### Problem statement
Below are some records. Return exactly the lines from the one containing "identifier keeps it." through the one containing "pub type EventRegistry", both included, and only those.

(Items from a data source)
----------------

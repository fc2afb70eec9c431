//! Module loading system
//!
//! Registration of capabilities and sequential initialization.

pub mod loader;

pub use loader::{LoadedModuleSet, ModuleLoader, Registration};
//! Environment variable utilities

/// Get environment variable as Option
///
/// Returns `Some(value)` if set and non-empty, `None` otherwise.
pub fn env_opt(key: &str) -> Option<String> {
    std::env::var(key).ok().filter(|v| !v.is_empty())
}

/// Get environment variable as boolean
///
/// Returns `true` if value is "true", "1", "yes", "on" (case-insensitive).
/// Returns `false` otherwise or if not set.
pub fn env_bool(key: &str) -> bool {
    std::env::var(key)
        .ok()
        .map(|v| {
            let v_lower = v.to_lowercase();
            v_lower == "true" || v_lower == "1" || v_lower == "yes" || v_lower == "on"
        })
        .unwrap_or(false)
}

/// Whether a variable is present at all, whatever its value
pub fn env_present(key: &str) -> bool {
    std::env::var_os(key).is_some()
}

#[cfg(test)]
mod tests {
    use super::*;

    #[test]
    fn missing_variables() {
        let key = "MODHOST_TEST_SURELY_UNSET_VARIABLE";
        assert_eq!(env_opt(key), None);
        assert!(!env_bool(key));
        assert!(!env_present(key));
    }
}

----------------

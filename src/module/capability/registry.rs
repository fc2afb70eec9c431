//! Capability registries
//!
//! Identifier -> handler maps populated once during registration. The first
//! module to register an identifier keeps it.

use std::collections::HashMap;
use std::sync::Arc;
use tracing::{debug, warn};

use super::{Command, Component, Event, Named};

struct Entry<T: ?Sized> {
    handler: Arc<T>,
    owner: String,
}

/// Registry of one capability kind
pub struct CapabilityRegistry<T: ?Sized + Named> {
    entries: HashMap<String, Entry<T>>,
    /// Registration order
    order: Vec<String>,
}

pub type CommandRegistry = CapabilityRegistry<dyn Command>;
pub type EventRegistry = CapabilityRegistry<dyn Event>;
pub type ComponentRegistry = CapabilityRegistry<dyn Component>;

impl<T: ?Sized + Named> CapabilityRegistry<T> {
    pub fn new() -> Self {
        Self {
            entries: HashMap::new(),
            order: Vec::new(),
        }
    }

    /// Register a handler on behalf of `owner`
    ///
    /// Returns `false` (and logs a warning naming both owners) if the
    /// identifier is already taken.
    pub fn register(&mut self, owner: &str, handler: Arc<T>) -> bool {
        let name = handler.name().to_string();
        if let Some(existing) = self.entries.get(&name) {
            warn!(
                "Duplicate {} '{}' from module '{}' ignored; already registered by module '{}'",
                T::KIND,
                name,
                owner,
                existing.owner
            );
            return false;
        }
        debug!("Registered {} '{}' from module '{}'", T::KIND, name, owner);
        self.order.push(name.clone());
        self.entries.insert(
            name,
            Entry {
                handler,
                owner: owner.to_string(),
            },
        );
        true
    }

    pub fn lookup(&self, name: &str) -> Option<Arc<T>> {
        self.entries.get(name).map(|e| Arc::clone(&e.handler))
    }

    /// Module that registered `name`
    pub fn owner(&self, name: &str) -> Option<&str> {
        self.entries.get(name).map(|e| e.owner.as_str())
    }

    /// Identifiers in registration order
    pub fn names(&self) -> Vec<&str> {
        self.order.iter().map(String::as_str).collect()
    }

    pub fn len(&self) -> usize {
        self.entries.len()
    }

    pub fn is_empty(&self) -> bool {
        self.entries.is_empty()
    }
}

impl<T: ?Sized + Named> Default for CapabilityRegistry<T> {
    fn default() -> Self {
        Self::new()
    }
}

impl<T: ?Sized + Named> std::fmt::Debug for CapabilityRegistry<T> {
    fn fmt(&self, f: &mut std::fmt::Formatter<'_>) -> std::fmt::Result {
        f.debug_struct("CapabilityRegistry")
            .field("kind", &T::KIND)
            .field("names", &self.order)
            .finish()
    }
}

----------------

### Solution for this problem
//! module to register an identifier keeps it.

use std::collections::HashMap;
use std::sync::Arc;
use tracing::{debug, warn};

use super::{Command, Component, Event, Named};

struct Entry<T: ?Sized> {
    handler: Arc<T>,
    owner: String,
}

/// Registry of one capability kind
pub struct CapabilityRegistry<T: ?Sized + Named> {
    entries: HashMap<String, Entry<T>>,
    /// Registration order
    order: Vec<String>,
}

pub type CommandRegistry = CapabilityRegistry<dyn Command>;
pub type EventRegistry = CapabilityRegistry<dyn Event>;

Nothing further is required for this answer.